Fig. 3. Local BdGPL isolates protect midwife toads against infection with virulent BdGPL.

a (Left) Toads exposed to local (BdBE) isolates had survival comparable to the control (non-exposed) group; toads exposed to hypervirulent BdJEL423 had 100% mortality. (Right) When all survivors were re-infected with BdJEL423, toads previously exposed to BdBE1 and BdBE3 had higher survival than naive toads (control) or toads previously exposed to BdBE4-5. For each group, curves indicate infection load (log₁₀[GE+1]), crosses indicate times of individual deaths (crosses offset vertically for readability, dead individuals shaded). The asterisk * indicates one animal that died of non-treatment-related causes between the two experiments. b Tukey-style box plots of Bd peak loads in midwife toads either pre-exposed (BE: green) or not pre-exposed (N: red) to the low-virulence BdBE3 isolate and 4 weeks later challenged with the highly virulent BdJEL423 (BE/JEL and N/JEL). n = 20 biologically independent animals per condition. Source data are provided as a Source data file.

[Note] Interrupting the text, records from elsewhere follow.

pub mod analytics;
pub mod app;
pub mod assistant;
pub mod config;
pub mod error;
pub mod event;
pub mod fixtures;
pub mod lang;
pub mod speech;
pub mod ui;

pub use error::{CivicError, Result};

Fig. 4. Low-virulence BdGPL isolates protect some urodelan species, but not others, against infection with B. salamandrivorans.

a For Triturus marmoratus, low virulent BdGPL exposure reduced Bsal-induced mortality but increased the length of the infectious period. b For Pleurodeles waltl, low-virulence BdGPL exposure reduced Bsal-induced mortality but had no effect on the length of infectious period or on infection loads. c For Salamandra salamandra, low virulent BdGPL exposure had no effect on Bsal-induced mortality or infection course. For each species, Bsal exposure occurred 21 days after Bd exposure. For all groups, curves indicate infection load (log₁₀[GE+1]), crosses the time of individual deaths (offset vertically for readability), boxes the number of survivors in each treatment group by species (dead individuals shaded). Source data are provided as a Source data file.